Synthesizability via reward engineering: expanding generative molecular design into synthetic space

Abstract

Generating novel, drug-like molecules with realistic synthetic pathways is an essential goal in computer-aided drug discovery, yet generative models often lack synthesis awareness, resulting in compounds that are difficult or impossible to produce. To overcome this limitation, models must optimize not only molecular properties but also synthetic feasibility, which is not fully meaningful unless it incorporates specific factors like preferred reactions and available starting materials. Moreover, generating singleton compounds without respecting possibilities for parallel synthesis greatly increases the cost and complexity of synthesizing multiple proposed molecules.

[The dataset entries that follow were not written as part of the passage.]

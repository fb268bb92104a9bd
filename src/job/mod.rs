//! # Render Jobs
//!
//! JSON description of one image render, used by the `nider` binary.
//!
//! ## Example
//!
//! ```
//! use nider::job::JobFile;
//!
//! let json = r##"{
//!     "output": "quote.png",
//!     "preset": "instagram-portrait-post",
//!     "background": {"type": "color", "color": "#2c3e50"},
//!     "header": {"text": "Monday", "font": "fonts/Bold.ttf", "font_size": 64},
//!     "paragraph": {"text": "Start small.", "font": "fonts/Regular.ttf", "align": "left"},
//!     "linkback": {"text": "@nider", "font": "fonts/Regular.ttf", "bottom_padding": 30}
//! }"##;
//!
//! let job: JobFile = serde_json::from_str(json).unwrap();
//! assert_eq!(job.size().unwrap(), (1080, 1350));
//! ```

mod convert;
mod schema;

use std::path::Path;

use crate::error::Result;

pub use schema::{JobFile, JsonBackground, JsonOutline, JsonUnit};

impl JobFile {
    /// Read and parse a job file.
    pub fn load(path: &Path) -> Result<Self> {
        let text = std::fs::read_to_string(path)?;
        Ok(serde_json::from_str(&text)?)
    }
}
//! Conversion from job schema types to content and images.

use std::path::{Path, PathBuf};

use crate::background::RandomBackground;
use crate::color;
use crate::compose::{Image, RenderReport};
use crate::content::{Content, DEFAULT_PADDING};
use crate::error::{NiderError, Result};
use crate::font::Font;
use crate::presets::Preset;
use crate::unit::{Outline, TextUnit, UnitBuilder};

use super::schema::*;

/// Resolve `path` against `base` unless it is absolute.
fn resolve(base: &Path, path: &Path) -> PathBuf {
    if path.is_absolute() {
        path.to_path_buf()
    } else {
        base.join(path)
    }
}

impl JobFile {
    /// Canvas size from the preset and explicit overrides.
    pub fn size(&self) -> Result<(u32, u32)> {
        let preset = match &self.preset {
            Some(name) => Preset::by_name(name)
                .ok_or_else(|| NiderError::Configuration(format!("unknown preset '{}'", name)))?,
            None => Preset::default(),
        };
        Ok((
            self.width.unwrap_or(preset.width),
            self.height.unwrap_or(preset.height),
        ))
    }

    /// Load fonts, measure units and build the content.
    pub fn to_content(&self, base: &Path) -> Result<Content> {
        let mut builder = Content::builder().padding(self.padding.unwrap_or(DEFAULT_PADDING));
        if let Some(unit) = &self.header {
            builder = builder.header(unit.to_unit(base, |text, font| TextUnit::header(text, font))?);
        }
        if let Some(unit) = &self.paragraph {
            builder = builder.paragraph(unit.to_unit(base, |text, font| TextUnit::paragraph(text, font))?);
        }
        if let Some(unit) = &self.linkback {
            builder = builder.linkback(unit.to_unit(base, |text, font| TextUnit::linkback(text, font))?);
        }
        builder.build()
    }

    /// Render the job. Relative paths are taken relative to `base`.
    pub fn run(&self, base: &Path) -> Result<RenderReport> {
        let (width, height) = self.size()?;
        let content = self.to_content(base)?;
        let mut image = Image::new(content, resolve(base, &self.output), width, height)?;
        if let Some(title) = &self.title {
            image = image.title(title.as_str());
        }
        if let Some(description) = &self.description {
            image = image.description(description.as_str());
        }

        match &self.background {
            JsonBackground::Color { color: value } => {
                let bg = value.as_deref().map(color::parse).transpose()?;
                image.draw_on_bg(bg)
            }
            JsonBackground::Texture { path, texture_dir } => {
                if let Some(dir) = texture_dir {
                    image = image.background_source(RandomBackground::with_texture_dir(resolve(base, dir)));
                }
                let path = path.as_ref().map(|p| resolve(base, p));
                image.draw_on_texture(path.as_deref())
            }
            JsonBackground::Photo {
                path,
                filters,
                enhancements,
            } => image.draw_on_image(&resolve(base, path), filters, enhancements),
        }
    }
}

impl JsonUnit {
    fn to_unit(&self, base: &Path, make: fn(String, Font) -> UnitBuilder) -> Result<TextUnit> {
        let font = Font::from_file(resolve(base, &self.font), self.font_size)?;
        let mut builder = make(self.text.clone(), font);

        if let Some(value) = &self.color {
            builder = builder.color(color::parse(value)?);
        }
        if let Some(align) = self.align {
            builder = builder.align(align);
        }
        if let Some(outline) = &self.outline {
            let color = outline.color.as_deref().map(color::parse).transpose()?;
            builder = builder.outline(Outline {
                width: outline.width,
                color,
            });
        }
        if let Some(chars) = self.wrap_width {
            builder = builder.wrap_width(chars);
        }
        if let Some(pixels) = self.line_padding {
            builder = builder.line_padding(pixels);
        }
        if let Some(pixels) = self.bottom_padding {
            builder = builder.bottom_padding(pixels);
        }
        Ok(builder.build())
    }
}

In practice, medicinal chemistry workflows group compounds into families sharing coherent synthetic strategies and common intermediates, enabling efficient parallel and automated synthesis. Here we introduce SynthSense, a reinforcement learning framework that guides molecular design using retrosynthetic feedback. SynthSense offers extrinsic reward functions that assess molecule-level feasibility, such as adherence to available building blocks and preferred reactions, or synthesizability via predefined synthetic routes. It also implements intrinsic, batch-level functions that enforce route coherence across generated compounds. In silico multi-parameter validation demonstrated clear advantages over naïve, synthesis-unaware baselines: SynthSense generated 6.2-fold more synthetically feasible hits than control trained without SynthSense, achieved a 727-fold enrichment in hits synthesizable with a predefined synthetic route, and populated 4.1-fold more virtual parallel synthesis plates. These results demonstrate that by reframing synthesizability from a mere constraint into an active design objective, generative AI can better support the realities of modern medicinal chemistry by enabling personalized synthetic design, accelerating SAR exploration and aligning more naturally with automated parallel synthesis workflows.